Neue Westfälische (Bielefeld): Auftakt des Schieder-Prozesses
Rührend
ANDREA FRÜHAUF

Bilanzfälschungen machen andere doch auch. Rolf
Demuth habe es nur ein bisschen übertrieben, sagt ein ehemaliger
Zulieferer des einstigen Möbelriesen Schieder leicht grinsend und
äußert noch immer Hochachtung vor dem angeklagten 71jährigen
Unternehmensgründer, dessen Lebenswerk längst zerbrochen ist. Zu hoch
angegebene Lagerbestände, die die Bilanzen für Kredite schönen,
scheinen manche Unternehmer noch immer als Kavaliersdelikt abzutun.
In der Not tun sich menschliche Abgründe auf. Wenn es einem
Unternehmen schlecht geht, werden auch die Unternehmer schlecht, sagt
der frühere Bielefelder Sparkassenchef Hans-Georg Vogt, der den
Prozess als Ruheständler beobachtet.

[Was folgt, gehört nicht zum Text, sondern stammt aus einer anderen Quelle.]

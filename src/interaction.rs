//! Контракт взаимодействия: из конфигурации строится запрос, из ответа
//! заполняются ClientResponse и разделяемая банковская информация.
//!
//! На один диалог — не более одного незавершённого запроса; следующий
//! build_request не запускается, пока не завершён consume_response
//! предыдущего взаимодействия. Единственный писатель на конфигурацию
//! обеспечивается &mut-заимствованием.

use crate::{
    banking::{BankAccount, BankAnswer, BankingInformation},
    config::FintsConfig,
    error::{FintsError, Result},
    interactions::{init::InitDialogInteraction, statement::StatementInteraction},
    message::Message,
    model::Statement,
    segment::Segment,
};

/// Результат одной операции; bank_answers заполняет транспортный слой.
#[derive(Debug, Clone, Default, PartialEq)]
pub struct ClientResponse {
    pub bank_answers: Vec<BankAnswer>,
    /// Только после инициализации диалога.
    pub banking_information: Option<BankingInformation>,
    pub banking_information_updated: bool,
    /// Только после заказа выписки; пустой список, если данных не было.
    pub statements: Vec<Statement>,
}

impl ClientResponse {
    pub fn new(bank_answers: Vec<BankAnswer>) -> Self {
        ClientResponse {
            bank_answers,
            ..Default::default()
        }
    }
}

/// Пара идентификаторов сегментов заказа: запрос и ожидаемый ответ.
#[derive(Debug, Clone, PartialEq, Eq)]
pub struct OrderParams {
    pub request_seg_id: &'static str,
    pub response_seg_id: &'static str,
}

/// Закрытое множество взаимодействий диалога. Новые виды заказов добавляются
/// вариантами, не трогая переговоры и разбор выписок.
#[derive(Debug, Clone)]
pub enum Interaction {
    InitDialog(InitDialogInteraction),
    Statement(StatementInteraction),
}

impl Interaction {
    /// Строит сегменты запроса. При нарушенном предусловии не порождает ни
    /// сегментов, ни изменений состояния.
    pub fn build_request(&self, config: &FintsConfig) -> Result<Vec<Segment>> {
        match self {
            Interaction::InitDialog(i) => i.build_request(config),
            Interaction::Statement(i) => i.build_request(config),
        }
    }

    /// Разбирает ответ, заполняя client_response; инициализация дополнительно
    /// обновляет banking_information конфигурации.
    pub fn consume_response(
        &self,
        config: &mut FintsConfig,
        response: &Message,
        client_response: &mut ClientResponse,
    ) -> Result<()> {
        match self {
            Interaction::InitDialog(i) => i.consume_response(config, response, client_response),
            Interaction::Statement(i) => i.consume_response(config, response, client_response),
        }
    }
}

/// Префлайт заказа: счёт должен быть известен, поддерживать транзакцию, и у
/// неё должна быть хотя бы одна согласованная версия. Возвращает счёт и
/// максимальную версию.
pub(crate) fn check_order_support<'a>(
    config: &'a FintsConfig,
    account_number: &str,
    trans_id: &str,
) -> Result<(&'a BankAccount, u32)> {
    let account = config.get_bank_account(account_number).ok_or_else(|| {
        FintsError::UnsupportedTransaction(format!(
            "Account {account_number} is not present in the user parameter data"
        ))
    })?;

    if !config.is_account_transaction_supported(account_number, trans_id) {
        return Err(FintsError::UnsupportedTransaction(format!(
            "Account {account_number} does not support business transaction '{trans_id}'"
        )));
    }

    let version = config
        .get_max_supported_transaction_version(trans_id)
        .ok_or_else(|| {
            FintsError::UnsupportedTransaction(format!(
                "There is no supported version for business transaction '{trans_id}'"
            ))
        })?;

    Ok((account, version))
}
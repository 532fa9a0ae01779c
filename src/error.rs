//! Единый тип ошибок публичного API.

use thiserror::Error;

#[derive(Debug, Error)]
pub enum FintsError {
    #[error("I/O error: {0}")]
    Io(#[from] std::io::Error),

    #[error("JSON error: {0}")]
    Json(#[from] serde_json::Error),

    #[error("Capability negotiation failed: {0}")]
    Negotiation(String),

    #[error("Unsupported transaction: {0}")]
    UnsupportedTransaction(String),

    #[error("Parse error: {0}")]
    Parse(String),
}

pub type Result<T> = std::result::Result<T, FintsError>;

Menschliche Schwächen sind
verständlich, aber sie überdecken auch kriminelle Energie. Alle drei
mitangeklagten früheren Schieder-Manager werben mit ausführlichen
Einlassungen geradezu rührend um Mitgefühl. Wohl auch deshalb, weil
dem Vorsitzenden Richter Michael Reineke ein guter Ruf als
Menschenversteher vorauseilt. Nur der herzkranke einstige
„Möbelkönig“ schweigt bisher. Er kennt nun die Vorwürfe der
Mitangeklagten und hat einen Schachzug gut. Das könnte bei allem
Mitgefühl eine geschickte Strategie seiner Verteidiger sein.